● The task:
Search the listing for the string "role" and copy every line that contains it.

● Task material:
—————

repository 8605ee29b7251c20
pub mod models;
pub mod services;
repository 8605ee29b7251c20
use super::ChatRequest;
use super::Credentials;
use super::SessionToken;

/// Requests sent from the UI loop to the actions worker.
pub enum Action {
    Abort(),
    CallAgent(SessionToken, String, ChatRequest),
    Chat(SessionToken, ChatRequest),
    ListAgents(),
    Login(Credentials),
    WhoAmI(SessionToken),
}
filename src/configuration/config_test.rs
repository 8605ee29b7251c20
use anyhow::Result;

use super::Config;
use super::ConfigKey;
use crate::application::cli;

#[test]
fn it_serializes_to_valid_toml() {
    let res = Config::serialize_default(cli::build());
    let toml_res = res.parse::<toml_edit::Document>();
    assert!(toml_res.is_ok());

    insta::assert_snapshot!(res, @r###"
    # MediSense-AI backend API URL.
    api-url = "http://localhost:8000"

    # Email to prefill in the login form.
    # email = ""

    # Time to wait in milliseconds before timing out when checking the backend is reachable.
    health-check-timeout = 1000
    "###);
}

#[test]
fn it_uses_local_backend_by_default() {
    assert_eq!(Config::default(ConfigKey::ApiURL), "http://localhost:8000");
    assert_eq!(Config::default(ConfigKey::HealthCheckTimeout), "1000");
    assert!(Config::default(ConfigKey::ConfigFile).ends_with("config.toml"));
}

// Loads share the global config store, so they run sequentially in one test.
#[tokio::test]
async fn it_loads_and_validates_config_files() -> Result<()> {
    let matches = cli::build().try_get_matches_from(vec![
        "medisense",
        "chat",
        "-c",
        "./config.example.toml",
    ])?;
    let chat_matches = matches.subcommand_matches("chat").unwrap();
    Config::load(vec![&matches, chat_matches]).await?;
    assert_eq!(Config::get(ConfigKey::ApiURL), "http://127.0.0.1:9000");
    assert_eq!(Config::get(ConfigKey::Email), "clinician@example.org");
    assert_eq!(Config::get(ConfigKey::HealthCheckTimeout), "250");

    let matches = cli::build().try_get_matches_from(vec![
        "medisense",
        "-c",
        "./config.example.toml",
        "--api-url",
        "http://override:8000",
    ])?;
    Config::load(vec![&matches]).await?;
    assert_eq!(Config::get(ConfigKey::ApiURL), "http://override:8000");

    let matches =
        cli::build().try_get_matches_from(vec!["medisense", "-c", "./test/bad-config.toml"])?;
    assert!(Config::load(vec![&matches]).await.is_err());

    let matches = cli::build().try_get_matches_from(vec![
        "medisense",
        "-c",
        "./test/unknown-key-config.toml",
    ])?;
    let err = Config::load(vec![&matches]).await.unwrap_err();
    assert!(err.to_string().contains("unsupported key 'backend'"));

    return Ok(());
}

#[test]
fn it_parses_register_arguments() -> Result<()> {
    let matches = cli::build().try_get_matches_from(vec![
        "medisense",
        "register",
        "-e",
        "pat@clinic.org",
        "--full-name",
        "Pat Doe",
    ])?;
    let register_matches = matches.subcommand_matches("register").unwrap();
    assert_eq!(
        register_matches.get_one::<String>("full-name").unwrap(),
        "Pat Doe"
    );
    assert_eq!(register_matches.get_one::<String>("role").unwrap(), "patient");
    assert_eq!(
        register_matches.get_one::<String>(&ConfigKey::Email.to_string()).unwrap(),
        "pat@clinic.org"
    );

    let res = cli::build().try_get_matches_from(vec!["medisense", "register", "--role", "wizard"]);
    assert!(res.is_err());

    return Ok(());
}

—————

● Answer box:
    assert_eq!(register_matches.get_one::<String>("role").unwrap(), "patient");
    let res = cli::build().try_get_matches_from(vec!["medisense", "register", "--role", "wizard"]);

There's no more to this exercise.